*** Working data ***
//! Replace a prototype page's inline `<style>` block with the shared stylesheets.

use crate::catalog::theme_for_path;
use crate::edit::{EditOutcome, PageEdit, SkipReason};
use crate::Result;
use regex::{NoExpand, Regex};
use std::path::Path;
use std::sync::LazyLock;

/// Lines of rewritten page shown per file in a dry run.
pub const PREVIEW_LINES: usize = 20;

static STYLE_BLOCK_RE: LazyLock<Regex> =
    LazyLock::new(|| Regex::new(r"(?s)\s*<style>.*?</style>\s*").expect("valid regex"));

/// The shared stylesheet links for a theme, one per line.
pub fn css_links(theme: &str) -> String {
    format!(
        r#"  <!-- Shared CSS -->
  <link rel="stylesheet" href="../../css/base.css">
  <link rel="stylesheet" href="../../css/components.css">
  <link rel="stylesheet" href="../../css/dialogs.css">
  <link rel="stylesheet" href="../../css/progress.css">
  <link rel="stylesheet" href="../../css/themes/{}.css">"#,
        theme
    )
}

/// Inline CSS extraction.
///
/// The theme comes from the tutorial folder in the page path; a page outside
/// every known folder is an error rather than a skip.
#[derive(Debug, Clone, Copy, Default)]
pub struct CssExtract;

impl PageEdit for CssExtract {
    fn name(&self) -> &'static str {
        "extract-css"
    }

    fn edit(&self, path: &Path, content: &str) -> Result<EditOutcome> {
        if content.contains("../../css/base.css") {
            return Ok(EditOutcome::Skipped(SkipReason::AlreadyApplied("shared CSS links")));
        }
        if !STYLE_BLOCK_RE.is_match(content) {
            return Ok(EditOutcome::Skipped(SkipReason::NoChange));
        }

        let theme = theme_for_path(path)?;
        let replacement = format!("\n{}\n", css_links(theme));
        let updated = STYLE_BLOCK_RE
            .replace(content, NoExpand(&replacement))
            .into_owned();

        Ok(EditOutcome::modified_with_note(updated, format!("theme: {}", theme)))
    }

    fn preview(&self, content: &str) -> Option<String> {
        let head: Vec<&str> = content.split('\n').take(PREVIEW_LINES).collect();
        Some(head.join("\n"))
    }
}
***
**What is expected**
Every record above must appear again in the answer, unchanged.

**Expected output**
//! Replace a prototype page's inline `<style>` block with the shared stylesheets.

use crate::catalog::theme_for_path;
use crate::edit::{EditOutcome, PageEdit, SkipReason};
use crate::Result;
use regex::{NoExpand, Regex};
use std::path::Path;
use std::sync::LazyLock;

/// Lines of rewritten page shown per file in a dry run.
pub const PREVIEW_LINES: usize = 20;

static STYLE_BLOCK_RE: LazyLock<Regex> =
    LazyLock::new(|| Regex::new(r"(?s)\s*<style>.*?</style>\s*").expect("valid regex"));

/// The shared stylesheet links for a theme, one per line.
pub fn css_links(theme: &str) -> String {
    format!(
        r#"  <!-- Shared CSS -->
  <link rel="stylesheet" href="../../css/base.css">
  <link rel="stylesheet" href="../../css/components.css">
  <link rel="stylesheet" href="../../css/dialogs.css">
  <link rel="stylesheet" href="../../css/progress.css">
  <link rel="stylesheet" href="../../css/themes/{}.css">"#,
        theme
    )
}

/// Inline CSS extraction.
///
/// The theme comes from the tutorial folder in the page path; a page outside
/// every known folder is an error rather than a skip.
#[derive(Debug, Clone, Copy, Default)]
pub struct CssExtract;

impl PageEdit for CssExtract {
    fn name(&self) -> &'static str {
        "extract-css"
    }

    fn edit(&self, path: &Path, content: &str) -> Result<EditOutcome> {
        if content.contains("../../css/base.css") {
            return Ok(EditOutcome::Skipped(SkipReason::AlreadyApplied("shared CSS links")));
        }
        if !STYLE_BLOCK_RE.is_match(content) {
            return Ok(EditOutcome::Skipped(SkipReason::NoChange));
        }

        let theme = theme_for_path(path)?;
        let replacement = format!("\n{}\n", css_links(theme));
        let updated = STYLE_BLOCK_RE
            .replace(content, NoExpand(&replacement))
            .into_owned();

        Ok(EditOutcome::modified_with_note(updated, format!("theme: {}", theme)))
    }

    fn preview(&self, content: &str) -> Option<String> {
        let head: Vec<&str> = content.split('\n').take(PREVIEW_LINES).collect();
        Some(head.join("\n"))
    }
}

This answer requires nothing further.